(Dataset records)
++++++++++

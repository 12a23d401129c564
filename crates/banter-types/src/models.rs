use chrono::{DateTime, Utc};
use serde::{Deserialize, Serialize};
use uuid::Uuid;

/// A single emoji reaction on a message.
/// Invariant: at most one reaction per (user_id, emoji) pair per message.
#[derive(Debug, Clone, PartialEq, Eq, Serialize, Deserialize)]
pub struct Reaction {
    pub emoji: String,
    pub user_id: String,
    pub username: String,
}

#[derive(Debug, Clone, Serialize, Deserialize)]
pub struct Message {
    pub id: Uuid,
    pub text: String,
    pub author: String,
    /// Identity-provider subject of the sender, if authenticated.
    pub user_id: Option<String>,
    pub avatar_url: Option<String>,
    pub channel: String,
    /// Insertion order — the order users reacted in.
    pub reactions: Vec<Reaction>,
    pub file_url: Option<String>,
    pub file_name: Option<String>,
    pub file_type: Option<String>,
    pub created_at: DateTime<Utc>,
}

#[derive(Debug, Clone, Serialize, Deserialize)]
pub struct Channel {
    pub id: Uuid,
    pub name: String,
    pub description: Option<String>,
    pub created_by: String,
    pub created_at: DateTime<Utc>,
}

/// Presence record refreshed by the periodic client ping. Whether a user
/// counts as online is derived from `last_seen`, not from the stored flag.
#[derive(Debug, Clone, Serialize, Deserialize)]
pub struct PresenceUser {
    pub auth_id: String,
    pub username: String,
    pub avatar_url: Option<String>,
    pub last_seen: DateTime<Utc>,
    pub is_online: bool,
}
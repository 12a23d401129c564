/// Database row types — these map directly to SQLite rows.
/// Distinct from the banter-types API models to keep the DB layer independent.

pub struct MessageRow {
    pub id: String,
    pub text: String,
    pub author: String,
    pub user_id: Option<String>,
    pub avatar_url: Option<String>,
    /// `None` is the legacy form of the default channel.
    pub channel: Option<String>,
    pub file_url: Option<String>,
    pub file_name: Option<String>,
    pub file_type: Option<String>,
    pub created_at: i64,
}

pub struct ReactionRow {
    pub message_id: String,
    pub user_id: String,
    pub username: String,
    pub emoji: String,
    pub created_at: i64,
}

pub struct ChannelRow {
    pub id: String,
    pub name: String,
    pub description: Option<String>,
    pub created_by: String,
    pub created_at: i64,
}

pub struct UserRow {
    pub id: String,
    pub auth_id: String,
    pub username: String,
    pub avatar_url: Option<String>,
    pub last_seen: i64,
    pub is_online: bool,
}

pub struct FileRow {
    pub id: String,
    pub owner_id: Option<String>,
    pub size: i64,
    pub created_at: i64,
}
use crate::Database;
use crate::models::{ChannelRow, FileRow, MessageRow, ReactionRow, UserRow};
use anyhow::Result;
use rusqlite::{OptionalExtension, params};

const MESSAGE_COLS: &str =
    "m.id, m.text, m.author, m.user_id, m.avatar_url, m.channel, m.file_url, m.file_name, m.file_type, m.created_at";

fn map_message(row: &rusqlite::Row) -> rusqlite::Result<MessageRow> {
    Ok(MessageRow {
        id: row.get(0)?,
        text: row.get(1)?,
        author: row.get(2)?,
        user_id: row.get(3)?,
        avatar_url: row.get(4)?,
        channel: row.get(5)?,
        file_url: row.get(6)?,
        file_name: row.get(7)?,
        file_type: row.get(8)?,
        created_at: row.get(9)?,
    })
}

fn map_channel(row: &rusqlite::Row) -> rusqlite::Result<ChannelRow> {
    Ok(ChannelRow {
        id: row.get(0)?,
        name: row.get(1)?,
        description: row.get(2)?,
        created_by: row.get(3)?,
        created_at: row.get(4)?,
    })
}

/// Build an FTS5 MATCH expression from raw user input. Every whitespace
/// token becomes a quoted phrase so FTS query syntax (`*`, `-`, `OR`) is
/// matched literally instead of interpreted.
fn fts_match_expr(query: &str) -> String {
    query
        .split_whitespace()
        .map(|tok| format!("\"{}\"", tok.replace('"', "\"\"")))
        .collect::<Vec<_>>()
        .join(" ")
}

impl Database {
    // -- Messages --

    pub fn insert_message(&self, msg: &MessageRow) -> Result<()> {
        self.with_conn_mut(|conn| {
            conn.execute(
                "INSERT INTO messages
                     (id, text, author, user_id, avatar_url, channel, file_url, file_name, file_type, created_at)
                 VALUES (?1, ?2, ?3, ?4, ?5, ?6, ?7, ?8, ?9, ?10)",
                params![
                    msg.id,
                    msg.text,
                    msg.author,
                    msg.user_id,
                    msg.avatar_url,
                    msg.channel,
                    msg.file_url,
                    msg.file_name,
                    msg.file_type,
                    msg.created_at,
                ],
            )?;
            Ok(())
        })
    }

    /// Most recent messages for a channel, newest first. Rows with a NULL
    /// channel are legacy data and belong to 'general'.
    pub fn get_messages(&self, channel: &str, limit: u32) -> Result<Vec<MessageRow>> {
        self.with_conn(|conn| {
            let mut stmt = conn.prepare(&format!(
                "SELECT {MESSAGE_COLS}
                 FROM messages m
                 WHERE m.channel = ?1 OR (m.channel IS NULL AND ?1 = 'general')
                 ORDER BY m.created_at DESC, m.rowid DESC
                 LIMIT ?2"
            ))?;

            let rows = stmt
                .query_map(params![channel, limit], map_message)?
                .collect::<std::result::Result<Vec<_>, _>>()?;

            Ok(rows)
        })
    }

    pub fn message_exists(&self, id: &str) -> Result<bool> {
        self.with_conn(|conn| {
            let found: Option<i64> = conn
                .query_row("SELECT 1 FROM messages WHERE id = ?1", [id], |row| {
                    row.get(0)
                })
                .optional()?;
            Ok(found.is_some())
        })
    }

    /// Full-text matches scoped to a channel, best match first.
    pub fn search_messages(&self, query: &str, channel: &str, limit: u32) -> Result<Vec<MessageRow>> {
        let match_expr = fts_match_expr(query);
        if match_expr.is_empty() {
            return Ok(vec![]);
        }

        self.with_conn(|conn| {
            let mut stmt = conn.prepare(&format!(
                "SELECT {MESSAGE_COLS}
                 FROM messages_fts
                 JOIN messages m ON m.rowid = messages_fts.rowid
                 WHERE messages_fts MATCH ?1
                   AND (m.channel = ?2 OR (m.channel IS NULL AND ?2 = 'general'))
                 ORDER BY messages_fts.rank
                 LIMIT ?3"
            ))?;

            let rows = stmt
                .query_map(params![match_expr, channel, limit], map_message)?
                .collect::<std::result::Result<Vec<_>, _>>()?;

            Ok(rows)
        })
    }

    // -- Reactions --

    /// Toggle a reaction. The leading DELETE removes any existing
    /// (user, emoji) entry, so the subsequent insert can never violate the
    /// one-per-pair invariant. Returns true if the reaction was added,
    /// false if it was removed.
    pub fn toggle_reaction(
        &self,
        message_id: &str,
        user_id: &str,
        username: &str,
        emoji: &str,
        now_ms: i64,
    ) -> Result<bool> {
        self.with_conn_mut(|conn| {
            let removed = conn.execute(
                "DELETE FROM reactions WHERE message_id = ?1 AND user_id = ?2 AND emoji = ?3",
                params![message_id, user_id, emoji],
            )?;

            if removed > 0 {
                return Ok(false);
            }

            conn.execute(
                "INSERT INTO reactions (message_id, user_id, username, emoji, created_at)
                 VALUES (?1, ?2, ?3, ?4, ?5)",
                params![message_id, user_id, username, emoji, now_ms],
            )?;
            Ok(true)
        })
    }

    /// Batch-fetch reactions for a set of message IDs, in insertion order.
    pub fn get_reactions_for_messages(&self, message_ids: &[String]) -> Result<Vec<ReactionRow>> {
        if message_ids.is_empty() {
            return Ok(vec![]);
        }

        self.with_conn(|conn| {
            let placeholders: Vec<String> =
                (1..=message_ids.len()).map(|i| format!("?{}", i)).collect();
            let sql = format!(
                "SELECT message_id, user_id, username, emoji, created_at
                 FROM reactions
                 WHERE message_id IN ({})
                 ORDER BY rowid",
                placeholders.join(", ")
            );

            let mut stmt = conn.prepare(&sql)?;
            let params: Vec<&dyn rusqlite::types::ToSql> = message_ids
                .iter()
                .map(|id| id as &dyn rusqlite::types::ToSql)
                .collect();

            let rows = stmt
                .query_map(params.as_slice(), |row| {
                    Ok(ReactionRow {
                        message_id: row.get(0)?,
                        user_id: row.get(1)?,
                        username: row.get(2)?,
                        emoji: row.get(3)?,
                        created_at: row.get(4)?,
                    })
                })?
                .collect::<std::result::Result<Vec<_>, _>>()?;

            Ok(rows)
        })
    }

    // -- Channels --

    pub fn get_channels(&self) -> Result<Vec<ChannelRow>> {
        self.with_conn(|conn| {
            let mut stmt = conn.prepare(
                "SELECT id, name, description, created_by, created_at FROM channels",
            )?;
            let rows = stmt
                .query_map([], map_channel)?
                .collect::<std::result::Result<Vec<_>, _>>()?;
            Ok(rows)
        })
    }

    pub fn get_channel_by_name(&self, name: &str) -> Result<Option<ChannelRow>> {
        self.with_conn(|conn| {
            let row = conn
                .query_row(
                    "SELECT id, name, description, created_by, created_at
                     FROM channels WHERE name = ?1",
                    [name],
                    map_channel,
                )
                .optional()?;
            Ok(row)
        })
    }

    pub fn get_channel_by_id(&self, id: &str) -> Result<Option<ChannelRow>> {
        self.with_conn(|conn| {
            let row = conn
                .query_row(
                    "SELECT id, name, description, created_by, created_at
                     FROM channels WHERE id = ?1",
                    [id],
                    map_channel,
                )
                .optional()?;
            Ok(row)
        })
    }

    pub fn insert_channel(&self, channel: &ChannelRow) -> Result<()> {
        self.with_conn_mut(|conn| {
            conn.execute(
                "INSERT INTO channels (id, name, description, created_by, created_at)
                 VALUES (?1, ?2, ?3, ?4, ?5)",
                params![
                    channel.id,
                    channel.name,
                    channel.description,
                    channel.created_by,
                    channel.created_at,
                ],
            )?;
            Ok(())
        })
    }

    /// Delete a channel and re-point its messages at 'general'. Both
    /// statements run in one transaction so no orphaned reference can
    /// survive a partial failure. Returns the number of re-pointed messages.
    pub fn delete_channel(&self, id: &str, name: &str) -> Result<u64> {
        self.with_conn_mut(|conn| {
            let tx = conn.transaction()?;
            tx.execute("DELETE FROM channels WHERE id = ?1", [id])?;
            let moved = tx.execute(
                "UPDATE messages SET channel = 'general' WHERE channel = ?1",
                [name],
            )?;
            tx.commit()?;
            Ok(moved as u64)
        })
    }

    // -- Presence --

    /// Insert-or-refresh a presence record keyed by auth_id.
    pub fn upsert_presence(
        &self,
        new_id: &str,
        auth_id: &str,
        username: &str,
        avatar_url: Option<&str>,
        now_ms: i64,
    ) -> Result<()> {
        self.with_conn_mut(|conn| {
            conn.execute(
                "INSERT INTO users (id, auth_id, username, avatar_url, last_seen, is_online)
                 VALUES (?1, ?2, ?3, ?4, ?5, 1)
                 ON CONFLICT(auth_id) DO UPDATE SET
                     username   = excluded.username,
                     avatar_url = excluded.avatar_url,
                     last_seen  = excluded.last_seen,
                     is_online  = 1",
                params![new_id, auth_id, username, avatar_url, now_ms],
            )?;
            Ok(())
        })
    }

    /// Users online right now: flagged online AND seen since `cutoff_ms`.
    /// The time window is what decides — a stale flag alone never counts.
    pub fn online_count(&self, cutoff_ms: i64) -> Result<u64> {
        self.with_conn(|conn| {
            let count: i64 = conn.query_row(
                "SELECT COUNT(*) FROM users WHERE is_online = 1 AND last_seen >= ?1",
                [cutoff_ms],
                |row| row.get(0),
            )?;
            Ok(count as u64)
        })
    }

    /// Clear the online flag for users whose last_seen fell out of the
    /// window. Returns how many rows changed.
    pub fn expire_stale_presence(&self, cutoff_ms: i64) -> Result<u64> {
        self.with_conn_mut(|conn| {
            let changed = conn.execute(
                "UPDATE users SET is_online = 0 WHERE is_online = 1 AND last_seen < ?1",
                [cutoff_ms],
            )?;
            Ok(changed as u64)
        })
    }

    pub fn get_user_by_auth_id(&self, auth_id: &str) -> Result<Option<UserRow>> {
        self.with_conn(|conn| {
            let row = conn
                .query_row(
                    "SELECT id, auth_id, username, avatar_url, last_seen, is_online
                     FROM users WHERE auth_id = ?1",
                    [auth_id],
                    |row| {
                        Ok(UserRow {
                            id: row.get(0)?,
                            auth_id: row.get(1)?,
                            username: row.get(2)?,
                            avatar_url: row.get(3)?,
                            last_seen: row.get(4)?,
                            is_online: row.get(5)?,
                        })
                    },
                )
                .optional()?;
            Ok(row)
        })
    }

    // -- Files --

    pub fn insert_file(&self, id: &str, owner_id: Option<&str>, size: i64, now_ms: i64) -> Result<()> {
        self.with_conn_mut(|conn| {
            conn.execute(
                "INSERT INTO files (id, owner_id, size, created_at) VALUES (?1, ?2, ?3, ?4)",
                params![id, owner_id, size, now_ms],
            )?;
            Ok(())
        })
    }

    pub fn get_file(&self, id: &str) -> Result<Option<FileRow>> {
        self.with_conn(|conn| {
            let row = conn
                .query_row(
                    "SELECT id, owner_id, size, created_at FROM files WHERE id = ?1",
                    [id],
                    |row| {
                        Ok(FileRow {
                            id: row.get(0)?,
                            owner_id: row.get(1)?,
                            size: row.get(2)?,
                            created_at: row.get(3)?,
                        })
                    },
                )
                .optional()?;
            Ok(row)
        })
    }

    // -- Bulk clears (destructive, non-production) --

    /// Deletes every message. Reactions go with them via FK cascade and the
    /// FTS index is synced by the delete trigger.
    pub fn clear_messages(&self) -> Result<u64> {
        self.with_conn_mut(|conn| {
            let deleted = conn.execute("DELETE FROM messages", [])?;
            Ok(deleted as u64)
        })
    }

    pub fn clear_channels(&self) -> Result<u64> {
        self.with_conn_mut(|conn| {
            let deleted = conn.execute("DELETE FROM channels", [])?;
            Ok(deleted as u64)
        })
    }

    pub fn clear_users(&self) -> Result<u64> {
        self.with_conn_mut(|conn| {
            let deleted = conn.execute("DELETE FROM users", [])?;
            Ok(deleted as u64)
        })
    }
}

++++++++++

The problem:
Identify the lines in the entries that hold "ReactionRow" and return each one.

Task output:
pub struct ReactionRow {
use crate::models::{ChannelRow, FileRow, MessageRow, ReactionRow, UserRow};
    pub fn get_reactions_for_messages(&self, message_ids: &[String]) -> Result<Vec<ReactionRow>> {
                    Ok(ReactionRow {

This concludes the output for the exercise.